With easy access to beautiful mountains and lakes and to surrounding countries, Bern often appears on lists of "the most desirable places to live."  But like almost every other city, Bern is now affected by urban crime, with warning signs about pick pockets posted around the central train station. The following links contain information and pictures of Bern.

Geneva with its close proximity to France is also well located for travel. This past Sunday we decided to take a public bus to the nearby French city of Annecy which we were told was a "must see." We greatly enjoyed the city and were charmed by its medieval streets and walls and by its incredible alpine views.  Annecy is in the Haut Savoie region of France.  For further information, here is a wiki link on annecy.

Wednesday, April 18, 2012

In the Grand Duchy

Greetings from the World's only sovereign Grand Duchy which is also the "lux" in the acronym Benelux for Belgium, Netherlands and Luxembourg. Although the country is a small democracy with a population of about half a million, the country's titular ruler is H.R.H. Grand Duke Henri who ascended to the position in 2009 when his father, Grand Duke Jean, abdicated - see the following:

Here is charming German song about the Duke (Graf in German) which topped the German pop charts about 30 years ago (

According to the IMF, Luxembourg has the world's highest GDP per capita.  Many international banks and businesses are located in Luxembourg City as is the European Court of Justice.  Like Switzerland, Luxembourg is known as a place where the rich park their money to avoid taxes.  However, Germany and other European countries have recently started monitoring their citizens' financial holdings and dealings in Luxembourg more closely. 

Luxembourg City has less than 100,000 people, but has enough attractions to keep tourists entertained for a few days.  For Americans on tight travel budgets, Luxembourg is a major entry point into Europe, usually with Icelandic Air after a stop in Iceland.  Icelandic has long provided the cheapest scheduled flights between the US and Europe. Gertrud and I took this route shortly after we were married. The following links provide more details on the country and the city.

For Germanophiles, a primary attraction of Luxembourg is its close proximity to the Moselle River and to Trier, Germany's oldest city. The Riesling wine and the castles of the Moselle are world famous. The primary attractions of Trier are the Porta Nigra, an ancient Roman ruin, and a cathedral which houses a holy tunic said to have been worn by Christ just prior to his crucifixion.  This past weekend, the robe was put on exhibit for the first time since 1996 and Trier was swarming with hoards of pilgrims mingling with the simply curious.
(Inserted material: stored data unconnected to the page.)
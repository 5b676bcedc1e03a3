//! Framework-neutral driver for the `pinboard` crate.
//!
//! The `pinboard` crate is UI-agnostic and only holds state and math. This crate composes
//! its components into one [`Pinboard`] driver and sequences the per-frame pipeline:
//!
//! - scroll container contract ([`ScrollContainer`])
//! - data layer contract ([`TileSource`]) and a stable-pattern helper ([`TileFeed`])
//! - render contract (virtual position, origin, tile placements)
//!
//! This crate is intentionally framework-agnostic (no DOM/egui bindings).
#![cfg_attr(not(feature = "std"), no_std)]
#![forbid(unsafe_code)]

extern crate alloc;

#[cfg(test)]
extern crate std;

#[macro_use]
mod macros;

mod controller;
mod feed;

#[cfg(test)]
mod tests;

pub use controller::{FrameReport, Pinboard, ScrollContainer};
pub use feed::{TileFeed, TileSource};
The following links provide more on the Moselle, on Trier and on the holy robe.

Tuesday, February 28, 2012

Murder and Violence in Malabo

This is my last stop on a five week sojourn in Africa.  I'm in Malabo on the Island of Bioko in Equatorial Guinea, which was Spain's only colony in Africa.  In colonial days Malabo was known as Santa Isabella and Bioko as Fernando Poo.  Equatorial Guinea also has a piece of territory on the African mainland known as Rio Muni which lies between Cameroon and Gabon.

Map of Equatorial Guinea showing both Bioko Island and Rio Muni

Since 1968 when the country became independent, Equatorial Guineans have lived under two repressive dictators, both stemming from the same family.  The current president, Teodoro Obiang Nguema Mbasogo ( is the nephew of the first president, Francisco, Marchias Nguema, who many considered insane and who on Christmas Day in 1975, has 150 coup plotters killed in the national stadium while a band played "Those Were the Days."  For more on the country's sordid political history see the following link:

 Shortly after independence, the State Department opened an embassy in Malabo and assigned two officers -- a charge' d'affairs and an administrative officer.  The stress of opening an embassy on Fernando Po must have gotten to the Charge' as in 1971 he radioed the Embassy in nearby Yaounde, Cameroon to report that the Administrative Officer was involved in a communist plot.  The embassy directed that the consul from Douala immediately charter a plane to Malabo and to take control of the embassy.  Upon arrival he found that the charge' had killed the administrative officer in the embassy under very mysterious circumstances.  It was a bizarre case that shocked Washington and led to the closing of the embassy which had only recently opened.  The following two articles from the Foreign Service Journal review the murder and its aftermath.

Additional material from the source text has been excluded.